Some might have been surprised to hear an elected Democrat use the word, but it shouldn’t be too shocking for anyone who has been following Connolly’s career. He’s quickly become one of the most inspiring progressive politicians in Mass, aligning himself with Senator Warren as well as Cambridge representative (and past OS guest) Nadeem Mazen as one of the few Democrats fighting to move the party to the left.

If you’ve been to a protest in Boston over the last year, you’ve probably seen him around, and he’s easy to spot: he’s a giant of a man who towers over the crowd. He’s particularly committed to street-level politics because that’s where he got his start: he likes to refer to himself as the first “Occupy” guy to get elected to the state house. After getting involved in Occupy Boston, he made his name in 2012 as “No Money Mike,” running as an independent trying to unseat 20-year incumbent Tim Toomey. He lost that round, but bounced back as Berniecrat in 2016.

Connolly still remains strongly committed to the use and abuse of money in electoral politics, but Connolly’s strongest talking points this time were on health care and the need to fight for single-payer. As we prep our own health care show, we may reach out to him for an interview sometime soon.

We also ran into former OS producer and dad-of-the-year Max Larkin at the event. His son Wyatt was there getting an early political education while also catching up on some Sesame Street clips (see, iPhones don’t necessarily equal neoliberalism!)

Listen: RIP Chuck Berry

I sort of had a this-is-water moment when I heard Chuck Berry died this weekend. He’s everywhere and nowhere in the music I listen to: his influence is omnipresent but rarely credited, and I almost never listen to his original recording. But when the news hit, I happened to be listening to a Modern Lovers record and heard Jonathan Richman giving his deadpan intro to this song: “Back in the U.S.A., by Chuck Berry, as done by the Modern Lovers.”
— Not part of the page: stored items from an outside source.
//! Error types for watching, loading and reading configuration.

use serde::Serialize;
use std::path::PathBuf;
use thiserror::Error;

/// Error codes for programmatic error handling.
#[derive(Debug, Clone, Copy, Serialize, PartialEq, Eq)]
#[serde(rename_all = "SCREAMING_SNAKE_CASE")]
pub enum ErrorCode {
    // Startup errors (fatal to construction)
    PathNotFound,
    WatchRegistration,
    AlreadyStarted,
    ThreadSpawn,
    InitialLoadTimeout,

    // Reload errors (logged, previous snapshot kept)
    ReadError,
    ParseError,

    // Lookup errors
    NotFound,
    UnmarshalMismatch,
}

/// Errors produced by the watcher, the state managers and the client.
#[derive(Debug, Error)]
pub enum ConfigError {
    /// The watched file did not exist when the watcher was started.
    #[error("path does not exist: {}", path.display())]
    PathNotFound { path: PathBuf },

    /// The OS-level watch could not be created or registered.
    #[error("failed to register watch on {}: {source}", path.display())]
    WatchRegistration {
        path: PathBuf,
        #[source]
        source: notify::Error,
    },

    /// `start` was called on a watcher whose loop already ran.
    #[error("watcher for {} was already started", path.display())]
    AlreadyStarted { path: PathBuf },

    /// The event loop thread could not be spawned.
    #[error("failed to spawn watcher thread: {0}")]
    ThreadSpawn(#[source] std::io::Error),

    /// No load succeeded within the configured initial load timeout.
    #[error("no configuration loaded from {} within {timeout_ms}ms", path.display())]
    InitialLoadTimeout { path: PathBuf, timeout_ms: u128 },

    /// The config file could not be read during a reload.
    #[error("error reading the config file {}: {source}", path.display())]
    Read {
        path: PathBuf,
        #[source]
        source: std::io::Error,
    },

    /// The config file is not a JSON array of `{key, value}` records.
    #[error("error parsing the config file {}: {source}", path.display())]
    Parse {
        path: PathBuf,
        #[source]
        source: serde_json::Error,
    },

    /// The key is absent from the current snapshot.
    #[error("config not found: {key}")]
    NotFound { key: String },

    /// The raw value does not fit the requested shape.
    #[error("error unmarshalling key {key}: {source}")]
    UnmarshalMismatch {
        key: String,
        #[source]
        source: serde_json::Error,
    },
}

impl ConfigError {
    pub fn not_found(key: impl Into<String>) -> Self {
        Self::NotFound { key: key.into() }
    }

    pub fn unmarshal(key: impl Into<String>, source: serde_json::Error) -> Self {
        Self::UnmarshalMismatch {
            key: key.into(),
            source,
        }
    }

    /// Absence is an expected condition and is not logged by accessors.
    pub fn is_not_found(&self) -> bool {
        matches!(self, ConfigError::NotFound { .. })
    }

    pub fn code(&self) -> ErrorCode {
        match self {
            ConfigError::PathNotFound { .. } => ErrorCode::PathNotFound,
            ConfigError::WatchRegistration { .. } => ErrorCode::WatchRegistration,
            ConfigError::AlreadyStarted { .. } => ErrorCode::AlreadyStarted,
            ConfigError::ThreadSpawn(_) => ErrorCode::ThreadSpawn,
            ConfigError::InitialLoadTimeout { .. } => ErrorCode::InitialLoadTimeout,
            ConfigError::Read { .. } => ErrorCode::ReadError,
            ConfigError::Parse { .. } => ErrorCode::ParseError,
            ConfigError::NotFound { .. } => ErrorCode::NotFound,
            ConfigError::UnmarshalMismatch { .. } => ErrorCode::UnmarshalMismatch,
        }
    }
}

/// Result type for configuration operations.
pub type Result<T> = std::result::Result<T, ConfigError>;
As many of the recent obits have made clear, pretty much every rock song should come with a similar disclaimer, as every bit of guitar-driven music released over the last 60 years owes something to his work. Berry says just as much himself in his reviews of punk records:

As John Lennon once put it: “If you tried to give rock and roll another name, you might call it ‘Chuck Berry.”
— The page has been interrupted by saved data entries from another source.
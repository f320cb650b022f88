//! CLI definitions for the `configsample` binary.

use clap::Parser;
use std::net::{IpAddr, Ipv4Addr, SocketAddr};
use std::path::PathBuf;

/// Default root directory holding one subdirectory per scope.
pub const DEFAULT_CONFIG_DIR: &str = "/etc/configs";

/// Default HTTP port.
pub const DEFAULT_PORT: u16 = 8000;

/// Serve the live configuration of one scope over HTTP
#[derive(Parser, Debug)]
#[command(author, version, about, long_about = None)]
pub struct Cli {
    /// Root directory of the scopes
    #[arg(short, long, env = "CONFIG_MANAGER_DIR", default_value = DEFAULT_CONFIG_DIR)]
    pub dir: PathBuf,

    /// Scope to serve; its file is <dir>/<scope>/configs.json
    #[arg(short, long, default_value = "configsample")]
    pub scope: String,

    /// Port to listen on (all interfaces)
    #[arg(short, long, default_value_t = DEFAULT_PORT)]
    pub port: u16,

    /// Enable verbose logging
    #[arg(short, long)]
    pub verbose: bool,

    /// Logging output: 0/off, 1/stdout, 2/stderr (default), or filename
    #[arg(short, long, default_value = "2")]
    pub log: String,
}

impl Cli {
    pub fn listen_addr(&self) -> SocketAddr {
        SocketAddr::new(IpAddr::V4(Ipv4Addr::UNSPECIFIED), self.port)
    }
}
I’d recommend following the guitarist and music historian Elijah Wald on facebook just to read his posts on Berry’s songwriting.

Greg Kot’s obit in the Chicago Tribune also has some great analysis of Berry’s guitar playing and the ways in which he remade the modern band:

Berry developed a sound that synthesized genres and created the most popular template for rock ’n’ roll: a small, guitar-led combo performing original songs. A half-century before, country guitarists borrowed riffs and runs from blues performers. Berry flipped the formula; he was essentially a country-music guitarist who added blues inflections and a faster rhythm-and-blues beat. Plus, he played electric guitar, and the amplification enabled him to simulate the sound of two or three guitars playing at once. He thickened the sound by employing a two-string technique, sliding along the frets and bending them to create enormous power and drive. His tone evoked a trumpet.

& RIP Derek Walcott

Derek Walcott (center) with the Irish poet Seamus Heaney (left)
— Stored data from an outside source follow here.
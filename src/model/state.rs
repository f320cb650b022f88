//! State managers: the single source of truth for a scope's snapshot.

use arc_swap::ArcSwap;
use serde_json::json;
use std::path::{Path, PathBuf};
use std::sync::atomic::{AtomicU64, Ordering};
use std::sync::mpsc::{SyncSender, TrySendError};
use std::sync::{Arc, Condvar, Mutex, PoisonError, RwLock};
use std::time::Duration;

use super::snapshot::{Config, DebugVars, ParsedValue, Snapshot};
use crate::error::{ConfigError, Result};
use crate::logging::{LogLevel, Logger};
use crate::testutil::CallCounter;
use crate::watcher::FileWatcher;

/// File name of a scope's configuration inside its directory.
pub const CONFIG_FILE_NAME: &str = "configs.json";

/// Lookup and memoization capabilities shared by every manager variant.
pub trait StateManager: Send + Sync {
    /// Look up a key in the current snapshot.
    fn get_key(&self, key: &str) -> Result<Arc<Config>>;

    /// Read the memo slot of a config previously returned by `get_key`.
    fn get_parsed_value(&self, config: &Config) -> Option<ParsedValue>;

    /// Write the memo slot of a config previously returned by `get_key`.
    fn set_parsed_value(&self, config: &Config, value: ParsedValue);

    /// Release background resources. Idempotent.
    fn close(&self);
}

/// Manager used when no configuration should be active.
#[derive(Debug, Default, Clone, Copy)]
pub struct NullStateManager;

impl StateManager for NullStateManager {
    fn get_key(&self, key: &str) -> Result<Arc<Config>> {
        Err(ConfigError::not_found(key))
    }

    fn get_parsed_value(&self, _config: &Config) -> Option<ParsedValue> {
        None
    }

    fn set_parsed_value(&self, _config: &Config, _value: ParsedValue) {}

    fn close(&self) {}
}

/// Construction options for [`FileStateManager`].
#[derive(Debug, Default, Clone)]
pub struct StateManagerOptions {
    /// Receives a best-effort notification after each successful reload.
    /// Use `sync_channel(1)` to keep at most one pending notification.
    pub update_tx: Option<SyncSender<()>>,
    /// Fail construction if no load succeeds within this duration.
    /// `None` blocks until the first successful load.
    pub initial_load_timeout: Option<Duration>,
    /// Count watcher callback invocations (see [`FileStateManager::notify_counter`]).
    pub test_counter: bool,
}

impl StateManagerOptions {
    pub fn with_update_channel(mut self, tx: SyncSender<()>) -> Self {
        self.update_tx = Some(tx);
        self
    }

    pub fn with_initial_load_timeout(mut self, timeout: Duration) -> Self {
        self.initial_load_timeout = Some(timeout);
        self
    }

    pub fn with_test_counter(mut self) -> Self {
        self.test_counter = true;
        self
    }
}

/// State shared between the manager and its watcher callback.
struct SharedState {
    file_path: PathBuf,
    state: RwLock<Option<Arc<Snapshot>>>,
    next_generation: AtomicU64,
    /// "Has loaded" predicate for the initial-load gate.
    loaded: Mutex<bool>,
    loaded_cond: Condvar,
    update_tx: Option<SyncSender<()>>,
    debug_vars: ArcSwap<DebugVars>,
    logger: Logger,
}

impl SharedState {
    /// Watcher callback: reload the file and publish a new snapshot.
    ///
    /// Waiters on the initial-load gate are woken whether or not the load
    /// succeeded.
    fn load_config(&self, path: &Path) -> Result<()> {
        let result = self.reload(path);
        let mut loaded = self.loaded.lock().unwrap_or_else(PoisonError::into_inner);
        if result.is_ok() {
            *loaded = true;
        }
        drop(loaded);
        self.loaded_cond.notify_all();
        result
    }

    fn reload(&self, path: &Path) -> Result<()> {
        let data = std::fs::read(path).map_err(|source| ConfigError::Read {
            path: path.to_path_buf(),
            source,
        })?;
        let configs = Snapshot::parse(&data).map_err(|source| ConfigError::Parse {
            path: path.to_path_buf(),
            source,
        })?;

        let generation = self.next_generation.fetch_add(1, Ordering::Relaxed) + 1;
        let snapshot = Arc::new(Snapshot::new(configs, generation));
        self.load_state(Arc::clone(&snapshot));

        self.logger.log_with_data(
            LogLevel::Info,
            "config loaded",
            json!({
                "path": path.display().to_string(),
                "generation": generation,
                "keys": snapshot.len(),
            }),
        );
        Ok(())
    }

    fn load_state(&self, snapshot: Arc<Snapshot>) {
        let vars = snapshot.debug_vars();
        *self.state.write().unwrap_or_else(PoisonError::into_inner) = Some(snapshot);
        self.notify();
        self.debug_vars.store(Arc::new(vars));
    }

    /// Non-blocking send; a full or disconnected channel drops the signal.
    fn notify(&self) {
        let Some(ref tx) = self.update_tx else {
            return;
        };
        match tx.try_send(()) {
            Ok(()) | Err(TrySendError::Full(())) => {}
            Err(TrySendError::Disconnected(())) => {
                self.logger.debug("update channel receiver dropped");
            }
        }
    }

    fn current(&self) -> Option<Arc<Snapshot>> {
        self.state
            .read()
            .unwrap_or_else(PoisonError::into_inner)
            .clone()
    }
}

/// Manager backed by `<dir>/<scope>/configs.json`, kept fresh by a watcher.
pub struct FileStateManager {
    shared: Arc<SharedState>,
    watcher: FileWatcher,
}

impl FileStateManager {
    /// Start watching the scope's file and block until it has been loaded.
    pub fn new(dir: impl AsRef<Path>, scope: &str, logger: Logger) -> Result<Self> {
        Self::with_options(dir, scope, StateManagerOptions::default(), logger)
    }

    pub fn with_options(
        dir: impl AsRef<Path>,
        scope: &str,
        options: StateManagerOptions,
        logger: Logger,
    ) -> Result<Self> {
        let logger = logger.scoped("state_manager");
        let file_path = dir.as_ref().join(scope).join(CONFIG_FILE_NAME);

        let shared = Arc::new(SharedState {
            file_path: file_path.clone(),
            state: RwLock::new(None),
            next_generation: AtomicU64::new(0),
            loaded: Mutex::new(false),
            loaded_cond: Condvar::new(),
            update_tx: options.update_tx,
            debug_vars: ArcSwap::from_pointee(DebugVars::default()),
            logger: logger.clone(),
        });

        let callback_state = Arc::clone(&shared);
        let on_file_event = move |p: &Path| callback_state.load_config(p);
        let watcher = if options.test_counter {
            FileWatcher::new_for_test(&file_path, on_file_event, logger.clone())?
        } else {
            FileWatcher::new(&file_path, on_file_event, logger.clone())?
        };

        let manager = Self { shared, watcher };
        if let Err(e) = manager.watcher.start() {
            logger.log_with_data(
                LogLevel::Error,
                "error starting config watcher",
                json!({ "path": file_path.display().to_string(), "error": e.to_string() }),
            );
            return Err(e);
        }
        manager.wait_for_initial_load(options.initial_load_timeout)?;
        Ok(manager)
    }

    /// Block on the load gate until a snapshot has been published.
    fn wait_for_initial_load(&self, timeout: Option<Duration>) -> Result<()> {
        let loaded = self
            .shared
            .loaded
            .lock()
            .unwrap_or_else(PoisonError::into_inner);

        let Some(timeout) = timeout else {
            let _loaded = self
                .shared
                .loaded_cond
                .wait_while(loaded, |loaded| !*loaded)
                .unwrap_or_else(PoisonError::into_inner);
            return Ok(());
        };

        let (loaded, _) = self
            .shared
            .loaded_cond
            .wait_timeout_while(loaded, timeout, |loaded| !*loaded)
            .unwrap_or_else(PoisonError::into_inner);
        if *loaded {
            return Ok(());
        }
        drop(loaded);

        // The watcher is stopped when `self` is dropped by the caller.
        Err(ConfigError::InitialLoadTimeout {
            path: self.shared.file_path.clone(),
            timeout_ms: timeout.as_millis(),
        })
    }

    /// Resolved path of the watched file.
    pub fn file_path(&self) -> &Path {
        &self.shared.file_path
    }

    /// The currently published snapshot.
    pub fn snapshot(&self) -> Option<Arc<Snapshot>> {
        self.shared.current()
    }

    /// Raw values of the last published snapshot. Lock-free.
    pub fn debug_vars(&self) -> Arc<DebugVars> {
        self.shared.debug_vars.load_full()
    }

    /// Watcher callback counter, present when built with `test_counter`.
    pub fn notify_counter(&self) -> Option<&Arc<CallCounter>> {
        self.watcher.notify_counter()
    }
}

impl StateManager for FileStateManager {
    fn get_key(&self, key: &str) -> Result<Arc<Config>> {
        let state = self
            .shared
            .state
            .read()
            .unwrap_or_else(PoisonError::into_inner);
        match state.as_ref() {
            Some(snapshot) => snapshot.get(key),
            None => Err(ConfigError::not_found(key)),
        }
    }

    fn get_parsed_value(&self, config: &Config) -> Option<ParsedValue> {
        let _state = self
            .shared
            .state
            .read()
            .unwrap_or_else(PoisonError::into_inner);
        config.parsed_value()
    }

    fn set_parsed_value(&self, config: &Config, value: ParsedValue) {
        let _state = self
            .shared
            .state
            .write()
            .unwrap_or_else(PoisonError::into_inner);
        config.set_parsed_value(value);
    }

    fn close(&self) {
        self.watcher.stop();
    }
}
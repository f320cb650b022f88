//! Shared helpers for integration tests.

#![allow(dead_code)]

use config_manager::model::CONFIG_FILE_NAME;
use config_manager::testutil::CallCounter;
use serde_json::Value;
use std::io::Write;
use std::path::{Path, PathBuf};
use std::time::{Duration, Instant};
use tempfile::{NamedTempFile, TempDir};

/// Upper bound for a reload to become visible.
pub const RELOAD_TIMEOUT: Duration = Duration::from_secs(10);

/// Replace `path` atomically by writing a sibling temp file and renaming it
/// over the target, the way deployment tools publish config files.
pub fn safe_write_file(path: &Path, data: &[u8]) {
    let dir = path.parent().expect("path has a parent");
    let mut tmp = NamedTempFile::new_in(dir).unwrap();
    tmp.write_all(data).unwrap();
    tmp.as_file().sync_all().unwrap();
    tmp.persist(path).unwrap();
}

/// Serialize `(key, value)` pairs into the on-disk record array.
pub fn configs_json(configs: &[(&str, Value)]) -> Vec<u8> {
    let records: Vec<Value> = configs
        .iter()
        .map(|(k, v)| serde_json::json!({ "key": k, "value": v }))
        .collect();
    serde_json::to_vec(&records).unwrap()
}

/// A temporary config root with one scope directory.
pub struct ScopeDir {
    pub root: TempDir,
    pub scope: String,
}

impl ScopeDir {
    pub fn new(scope: &str) -> Self {
        let root = TempDir::new().unwrap();
        std::fs::create_dir_all(root.path().join(scope)).unwrap();
        Self {
            root,
            scope: scope.to_string(),
        }
    }

    pub fn file_path(&self) -> PathBuf {
        self.root.path().join(&self.scope).join(CONFIG_FILE_NAME)
    }

    pub fn write(&self, configs: &[(&str, Value)]) {
        safe_write_file(&self.file_path(), &configs_json(configs));
    }

    pub fn write_raw(&self, data: &[u8]) {
        safe_write_file(&self.file_path(), data);
    }
}

/// Block until `cond` holds, re-checking after every watcher callback.
///
/// A single file replacement may produce several callbacks, so tests wait
/// for the observable effect rather than an exact count.
pub fn wait_until<F: Fn() -> bool>(counter: &CallCounter, cond: F) -> bool {
    let deadline = Instant::now() + RELOAD_TIMEOUT;
    loop {
        let seen = counter.count();
        if cond() {
            return true;
        }
        let now = Instant::now();
        if now >= deadline {
            return false;
        }
        counter.wait_timeout(seen + 1, deadline - now);
    }
}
Another major loss from this week: the Caribbean poet and Nobel laureate Derek Walcott passed away on Friday. Chris recorded his 2008 appearance at the Calabash literary festival in Jamaica, where he read his poetic attack on V.S. Naipul, “The Mongoose.” But there’s much more to the interview than mere polemic. Here’s Walcott’s meditation on his life and work:

I’m 78, right? I never thought I’d get here. I thought I was going to die at 30. I saw everything. I saw the gravestone, I saw the people coming to visit it. I saw the brackets and my name, “died at 25.” Oh, my God, fifty years later I’m still here… I’m going to be reading some stuff that — I say to myself: this is very simple, this is very ordinary. And I think I am delighting in that, not from any sense of resignation about anything. I just don’t like it now when any art makes a fuss. I don’t like any over-agitated poetry, because I know the technique, I know what people are doing. I know they’re going to be very bright. I don’t want to be bright. I don’t want to be intimidated when I read a poem, or challenged, or grabbed by the collar. I just want them to let me alone, please. Let me read the poem in peace, you know. And so I am coming to a point where even if it appears to be resignation and repetition, I don’t care as long as it’s clear, as long as what I am saying is at least honest emotionally.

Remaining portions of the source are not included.